# Week 01 - Beginning R

In [None]:
R.Version()

In [None]:
Sys.which("make")

In [None]:
Sys.getenv("PATH")

In [None]:
library("tidyverse")

# Starting data visualisation with R
### Getting used to R
 - Installing and using packages
 - Using supplied datasets
 - Discovering data
 - Changing data types
### Plotting single variables with ggplot

 - bar graph
 - Pie chart
 - Histogram


### Getting used to R
Having installed R, you have base functionality, but most of the functionality is offered by the packages that you can install.
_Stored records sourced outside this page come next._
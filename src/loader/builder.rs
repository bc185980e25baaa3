//! Parcel-definition builder (spec.md §4.4). Grounded on
//! `examples/original_source/Yama/internal/ParcelInfo.cpp` and
//! `YmParcelDef.cpp`: `addStruct`/`addProtocol`/`addFn` create owner types,
//! `addMethod`/`addMethodReq` attach members (wiring the owner/member
//! `$Self`-ref pair exactly as `TypeInfo::attemptSetupAsMember` does),
//! `addTypeParam`/`addParam`/`addRef` intern reference symbols into a
//! type's own constant table via the no-env specifier solver, preserving
//! `%here`/`$Self`/`$Param` unsubstituted for later resolution.

use std::collections::HashMap;

use crate::errors::{Result, YamaError};
use crate::model::{CallSig, ConstEntry, ModuleInfo, ParamInfo, TypeInfo, TypeKind, TypeParamInfo, MAX_PARAMS, MAX_TYPE_PARAMS};
use crate::specifier::{solve_type, SpecifierKind};

/// An opaque handle to a type under construction, valid only against the
/// [`ParcelDefBuilder`] that produced it.
#[derive(Debug, Clone, Copy, PartialEq, Eq)]
pub struct TypeHandle(u32);

#[derive(Debug, Default)]
pub struct ParcelDefBuilder {
    types: Vec<TypeInfo>,
    name_index: HashMap<String, usize>,
}

fn intern_ref(info: &mut TypeInfo, symbol: &str) -> Result<usize> {
    let spec = solve_type(symbol)?;
    debug_assert_eq!(spec.kind(), SpecifierKind::Type);
    Ok(info.consts.push(ConstEntry::RefSym(spec.as_str().to_string())))
}

impl ParcelDefBuilder {
    pub fn new() -> Self {
        Self::default()
    }

    fn add_owner(&mut self, name: &str, kind: TypeKind, return_type_symbol: Option<&str>) -> Result<TypeHandle> {
        if self.name_index.contains_key(name) {
            return Err(YamaError::NameConflict(name.to_string(), "parcel".to_string()));
        }
        let mut info = TypeInfo {
            local_name: name.to_string(),
            lid: 0,
            kind,
            call_sig: None,
            params: vec![],
            type_params: None,
            owner_const: None,
            members: vec![],
            consts: crate::model::ConstTableInfo::new(),
        };
        if let Some(ret_sym) = return_type_symbol {
            let ret = intern_ref(&mut info, ret_sym)?;
            info.call_sig = Some(CallSig { params: vec![], ret });
        }
        let idx = self.types.len();
        self.name_index.insert(name.to_string(), idx);
        self.types.push(info);
        Ok(TypeHandle(idx as u32))
    }

    pub fn add_struct(&mut self, name: &str) -> Result<TypeHandle> {
        self.add_owner(name, TypeKind::Struct, None)
    }

    /// A scalar builtin (`Int`, `Bool`, …): an owner type with no members
    /// and no call signature of its own (spec.md §6 builtin parcel).
    pub fn add_primitive(&mut self, name: &str) -> Result<TypeHandle> {
        self.add_owner(name, TypeKind::Primitive, None)
    }

    pub fn add_protocol(&mut self, name: &str) -> Result<TypeHandle> {
        self.add_owner(name, TypeKind::Protocol, None)
    }

    pub fn add_fn(&mut self, name: &str, return_type_symbol: &str) -> Result<TypeHandle> {
        self.add_owner(name, TypeKind::Function, Some(return_type_symbol))
    }

    /// Adds a member to `owner`, wiring `$Self`/`$Self::name` ref constants
    /// on both sides the way `TypeInfo::attemptSetupAsMember` does, so the
    /// owner/member relationship survives generic instantiation uniformly.
    fn add_member(&mut self, owner: TypeHandle, name: &str, kind: TypeKind, return_type_symbol: Option<&str>) -> Result<TypeHandle> {
        let owner_idx = owner.0 as usize;
        let owner_name = self.types[owner_idx].local_name.clone();
        if self.types[owner_idx].is_member() {
            return Err(YamaError::MemberType(owner_name));
        }
        let full_name = format!("{owner_name}::{name}");
        if self.name_index.contains_key(&full_name) {
            return Err(YamaError::NameConflict(full_name, owner_name));
        }

        let mut member = TypeInfo {
            local_name: full_name.clone(),
            lid: 0,
            kind,
            call_sig: None,
            params: vec![],
            type_params: None,
            owner_const: None,
            members: vec![],
            consts: crate::model::ConstTableInfo::new(),
        };
        let owner_const = intern_ref(&mut member, "$Self")?;
        member.owner_const = Some(owner_const);
        if let Some(ret_sym) = return_type_symbol {
            let ret = intern_ref(&mut member, ret_sym)?;
            member.call_sig = Some(CallSig { params: vec![], ret });
        }

        let member_idx = self.types.len();
        self.name_index.insert(full_name, member_idx);
        self.types.push(member);

        let member_ref = intern_ref(&mut self.types[owner_idx], &format!("$Self::{name}"))?;
        self.types[owner_idx].members.push(member_ref);

        Ok(TypeHandle(member_idx as u32))
    }

    pub fn add_method(&mut self, owner: TypeHandle, name: &str, return_type_symbol: &str) -> Result<TypeHandle> {
        self.add_member(owner, name, TypeKind::Method, Some(return_type_symbol))
    }

    /// A protocol method requirement: structurally a method with no
    /// materialized call behavior of its own, since this crate does not
    /// execute call bodies (out of scope — see `spec.md` §1).
    pub fn add_method_req(&mut self, owner: TypeHandle, name: &str, return_type_symbol: &str) -> Result<TypeHandle> {
        self.add_member(owner, name, TypeKind::Method, Some(return_type_symbol))
    }

    pub fn add_type_param(&mut self, type_h: TypeHandle, name: &str, constraint_type_symbol: &str) -> Result<usize> {
        let idx = type_h.0 as usize;
        if self.types[idx].is_member() {
            return Err(YamaError::MemberType(self.types[idx].local_name.clone()));
        }
        let owner_name = self.types[idx].local_name.clone();
        let member_full_name = format!("{owner_name}::{name}");
        if self.name_index.contains_key(&member_full_name) {
            return Err(YamaError::NameConflict(name.to_string(), owner_name));
        }
        let existing = self.types[idx].type_params.get_or_insert_with(Vec::new);
        if existing.iter().any(|p| p.name == name) {
            return Err(YamaError::NameConflict(name.to_string(), self.types[idx].local_name.clone()));
        }
        if existing.len() >= MAX_TYPE_PARAMS {
            return Err(YamaError::LimitReached(format!("type parameter count would exceed {MAX_TYPE_PARAMS}")));
        }
        let constraint_const = intern_ref(&mut self.types[idx], constraint_type_symbol)?;
        let type_params = self.types[idx].type_params.get_or_insert_with(Vec::new);
        type_params.push(TypeParamInfo {
            name: name.to_string(),
            constraint_const,
        });
        Ok(type_params.len() - 1)
    }

    pub fn add_param(&mut self, type_h: TypeHandle, name: &str, param_type_symbol: &str) -> Result<usize> {
        let idx = type_h.0 as usize;
        if !self.types[idx].is_callable() {
            return Err(YamaError::NonCallableType(self.types[idx].local_name.clone()));
        }
        if self.types[idx].params.iter().any(|p| p.name == name) {
            return Err(YamaError::NameConflict(name.to_string(), self.types[idx].local_name.clone()));
        }
        if self.types[idx].params.len() >= MAX_PARAMS {
            return Err(YamaError::LimitReached(format!("parameter count would exceed {MAX_PARAMS}")));
        }
        let type_const = intern_ref(&mut self.types[idx], param_type_symbol)?;
        self.types[idx].params.push(ParamInfo {
            name: name.to_string(),
            type_const,
        });
        if let Some(sig) = &mut self.types[idx].call_sig {
            sig.params.push(type_const);
        }
        Ok(self.types[idx].params.len() - 1)
    }

    pub fn add_ref(&mut self, type_h: TypeHandle, symbol: &str) -> Result<usize> {
        intern_ref(&mut self.types[type_h.0 as usize], symbol)
    }

    pub fn finish(self) -> Result<ModuleInfo> {
        let mut module = ModuleInfo::new();
        for info in self.types {
            module.insert(info)?;
        }
        Ok(module)
    }
}

#[cfg(test)]
mod tests {
    use super::*;

    #[test]
    fn builds_struct_with_method_and_params() {
        let mut b = ParcelDefBuilder::new();
        let s = b.add_struct("S").unwrap();
        let m = b.add_method(s, "get", "$Self").unwrap();
        b.add_param(m, "x", "yama:Int").unwrap();

        let module = b.finish().unwrap();
        assert_eq!(module.len(), 2);
        let s_info = module.by_name("S").unwrap();
        assert_eq!(s_info.members.len(), 1);
        let m_info = module.by_name("S::get").unwrap();
        assert!(m_info.is_member());
        assert_eq!(m_info.params.len(), 1);
        assert_eq!(m_info.params[0].name, "x");
    }

    #[test]
    fn builds_generic_struct_with_type_param() {
        let mut b = ParcelDefBuilder::new();
        let s = b.add_struct("Box").unwrap();
        b.add_type_param(s, "T", "yama:Any").unwrap();
        let module = b.finish().unwrap();
        assert!(module.by_name("Box").unwrap().is_parameterized());
    }

    #[test]
    fn rejects_duplicate_type_name() {
        let mut b = ParcelDefBuilder::new();
        b.add_struct("S").unwrap();
        assert!(matches!(b.add_struct("S"), Err(YamaError::NameConflict(_, _))));
    }

    #[test]
    fn rejects_param_on_non_callable() {
        let mut b = ParcelDefBuilder::new();
        let s = b.add_struct("S").unwrap();
        assert!(matches!(b.add_param(s, "x", "yama:Int"), Err(YamaError::NonCallableType(_))));
    }

    #[test]
    fn rejects_type_param_on_member() {
        let mut b = ParcelDefBuilder::new();
        let s = b.add_struct("S").unwrap();
        let m = b.add_method(s, "get", "yama:Int").unwrap();
        assert!(matches!(b.add_type_param(m, "T", "yama:Any"), Err(YamaError::MemberType(_))));
    }

    #[test]
    fn rejects_type_param_colliding_with_existing_member_name() {
        let mut b = ParcelDefBuilder::new();
        let s = b.add_struct("S").unwrap();
        b.add_method(s, "T", "yama:Int").unwrap();
        assert!(matches!(b.add_type_param(s, "T", "yama:Any"), Err(YamaError::NameConflict(_, _))));
    }
}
Many are provided in the Comprehensive R Archive Network(CRAN) but also via GitHub and other sources.  To enable the functionality, the package must be installed (once per R installation) and loaded (for every program run).

R comes with a large number of supplied datasets that can be used for learning.  Thes are easily loaded into a daraframe and used.

Before using data, the structure and content of the dataframe is needed.  Sometimes the structure needs to be altered before being used for visualisation.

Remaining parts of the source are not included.